4. Common Causes of Unbalance
Unbalance may be present from manufacture or develop in service. Typical sources include:
- Manufacturing imperfections: porosity in castings, uneven material density and machining tolerances.
- Assembly errors: mis-installed components, unevenly tightened bolts or misaligned keys that shift the mass distribution.
- Wear and tear: uneven erosion, corrosion or wear on fan blades and pump impellers.
- Material buildup: accumulation of dirt, dust or product on the rotors of fans, blowers and centrifuges.
- Component failure: a thrown balance weight or a broken blade creates a severe unbalance condition instantly.
5. Why Correcting Unbalance Is Critical
Running a machine with significant unbalance steadily damages it, because the rotating force cycles the structure on every revolution:
- Premature bearing failure: bearings carry high dynamic loads and wear out rapidly.
- Fatigue and cracking: cyclic stress accumulates fatigue damage in the shaft, foundation and structure.
- Reduced efficiency: energy is dissipated as vibration and heat instead of useful work.
- Safety risks: severe unbalance can escalate to catastrophic failure.
6. Measuring, Correcting and Tolerancing Unbalance
Unbalance is removed by a systematic balancing procedure — one of the most cost-effective ways to raise machinery reliability.

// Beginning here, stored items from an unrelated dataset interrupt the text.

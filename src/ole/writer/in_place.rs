//! Saving changes back into the container's own file
//!
//! Only the sectors touched since the last save are written, together with
//! the MiniFAT, the directory, the FAT and the header. Containers that use
//! DIFAT sectors, or whose FAT would outgrow the 109 header slots, are
//! rewritten instead.

use super::super::consts::*;
use super::super::error::{OleError, OleResult};
use super::super::file::OleFile;
use super::super::source::ByteSource;
use super::SaveOutcome;
use std::path::Path;

impl<S: ByteSource> OleFile<S> {
    /// Persist all changes to the backing source
    ///
    /// Fails with [`OleError::UnsupportedInPlaceWrite`] if the source is not
    /// writable. When the FAT cannot be updated in place the container is
    /// rewritten to its path and reloaded, reported as
    /// [`SaveOutcome::Rewritten`].
    pub fn save_in_place(&mut self) -> OleResult<SaveOutcome> {
        if !self.source.is_writable() {
            return Err(OleError::UnsupportedInPlaceWrite(
                "the container was not opened for writing".to_string(),
            ));
        }
        if !self.difat_sectors.is_empty() {
            return self.rewrite_source();
        }

        let fat = self.fat.clone();
        let directory = self.directory.clone();
        let header = self.header.clone();
        let fat_sectors = self.fat_sectors.clone();

        match self.prepare_in_place() {
            Ok(true) => {
                self.commit_in_place()?;
                Ok(SaveOutcome::InPlace)
            },
            Ok(false) => {
                self.fat = fat;
                self.directory = directory;
                self.header = header;
                self.fat_sectors = fat_sectors;
                log::warn!(
                    "FAT needs more than {} sectors, rewriting the whole container",
                    HEADER_DIFAT_SLOTS
                );
                self.rewrite_source()
            },
            Err(err) => {
                self.fat = fat;
                self.directory = directory;
                self.header = header;
                self.fat_sectors = fat_sectors;
                Err(err)
            },
        }
    }

    /// Lay out the mini stream, MiniFAT, directory and FAT in the current
    /// sector space
    ///
    /// Returns `false` if the FAT would need DIFAT sectors.
    fn prepare_in_place(&mut self) -> OleResult<bool> {
        let sector_size = self.sector_size();

        // A loaded mini stream may have changed; store it in the root chain
        if let Some(mini_stream) = self.mini_stream.clone() {
            let root = self.directory.root();
            let old_start = if root.size == 0 {
                ENDOFCHAIN
            } else {
                root.start_sector
            };
            let start = self
                .fat
                .resize(old_start, mini_stream.len().div_ceil(sector_size))?;
            let chain = self.fat.chain_of(start)?;
            self.store(&chain, false, &mini_stream, 0);
            self.directory
                .set_stream(0, start, mini_stream.len() as u64);
        }

        let minifat_blocks = self.minifat.to_sectors(sector_size);
        let old_start = if self.header.num_minifat_sectors == 0 {
            ENDOFCHAIN
        } else {
            self.header.first_minifat_sector
        };
        let minifat_start = self.fat.resize(old_start, minifat_blocks.len())?;
        self.store_blocks(minifat_start, &minifat_blocks)?;
        self.header.first_minifat_sector = minifat_start;
        self.header.num_minifat_sectors = minifat_blocks.len() as u32;

        let dir_bytes = self.directory.to_bytes();
        let dir_blocks: Vec<Vec<u8>> = dir_bytes.chunks(sector_size).map(<[u8]>::to_vec).collect();
        let dir_start = self.fat.resize(self.header.first_dir_sector, dir_blocks.len())?;
        self.store_blocks(dir_start, &dir_blocks)?;
        self.header.first_dir_sector = dir_start;
        self.header.num_dir_sectors = dir_blocks.len() as u32;

        // Reserving a FAT sector can itself require another FAT sector
        while self.fat.block_count(sector_size) > self.fat_sectors.len() {
            if self.fat_sectors.len() >= HEADER_DIFAT_SLOTS {
                return Ok(false);
            }
            let sector = self.fat.reserve(FATSECT)?;
            self.fat_sectors.push(sector);
        }

        self.header.num_fat_sectors = self.fat_sectors.len() as u32;
        self.header.fat_sectors = self.fat_sectors.clone();
        self.header.first_difat_sector = ENDOFCHAIN;
        self.header.num_difat_sectors = 0;
        Ok(true)
    }

    fn store_blocks(&mut self, start: u32, blocks: &[Vec<u8>]) -> OleResult<()> {
        let chain = self.fat.chain_of(start)?;
        for (&sector, block) in chain.iter().zip(blocks) {
            self.dirty.insert(sector, block.clone());
        }
        Ok(())
    }

    fn commit_in_place(&mut self) -> OleResult<()> {
        let sector_size = self.sector_size();
        let offset = |sector: u32| (sector as u64 + 1) * sector_size as u64;

        let mut sectors: Vec<u32> = self
            .dirty
            .keys()
            .copied()
            .filter(|&sector| {
                // Freed sectors and sectors now holding the FAT are skipped
                !matches!(self.fat.next(sector), Ok(FREESECT) | Ok(FATSECT) | Err(_))
            })
            .collect();
        sectors.sort_unstable();
        for sector in sectors {
            if let Some(block) = self.dirty.get(&sector) {
                self.source.write_at(offset(sector), block)?;
            }
        }

        let mut fat_blocks = self.fat.to_sectors(sector_size);
        fat_blocks.resize(self.fat_sectors.len(), vec![0xFF; sector_size]);
        for (&sector, block) in self.fat_sectors.iter().zip(&fat_blocks) {
            self.source.write_at(offset(sector), block)?;
        }

        // Header last, after everything it references
        self.source.write_at(0, &self.header.to_bytes())?;

        let end = self
            .fat
            .highest_used()
            .map_or(sector_size as u64, |sector| offset(sector) + sector_size as u64);
        self.source.set_size(end)?;
        self.source.flush()?;

        let written = self.dirty.len();
        self.dirty.clear();
        log::debug!(
            "saved in place: {} data sectors, {} FAT sectors, {} bytes",
            written,
            self.fat_sectors.len(),
            end
        );
        Ok(())
    }

    /// Rewrite the container to its own path and reload it
    fn rewrite_source(&mut self) -> OleResult<SaveOutcome> {
        let path = self
            .source
            .location()
            .map(Path::to_path_buf)
            .ok_or_else(|| {
                OleError::UnsupportedInPlaceWrite(
                    "the byte source has no path to rewrite".to_string(),
                )
            })?;
        self.save_as(&path)?;
        self.source.reload()?;
        self.load()?;
        Ok(SaveOutcome::Rewritten)
    }
}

On an assembled machine this is done in place rather than on a balancing machine. A portable two-channel analyser such as the Balanset-1A measures the 1× amplitude and phase, computes the rotor’s influence coefficients from a trial weight, and tells the engineer the mass and angle of the correction needed for single- or two-plane field balancing. Because it works in the machine’s own bearings at operating speed, it captures the true running state.
Balancing is never about reaching zero — it is about driving unbalance below a defined limit. That limit comes from the balance quality grade (G-grade) system of ISO 21940-11 (which superseded the long-familiar ISO 1940-1). The grade and service speed translate into a permissible residual unbalance in g·mm; a free Residual Unbalance Calculator (ISO 21940-11) turns a chosen grade and RPM straight into the allowable figure for each plane.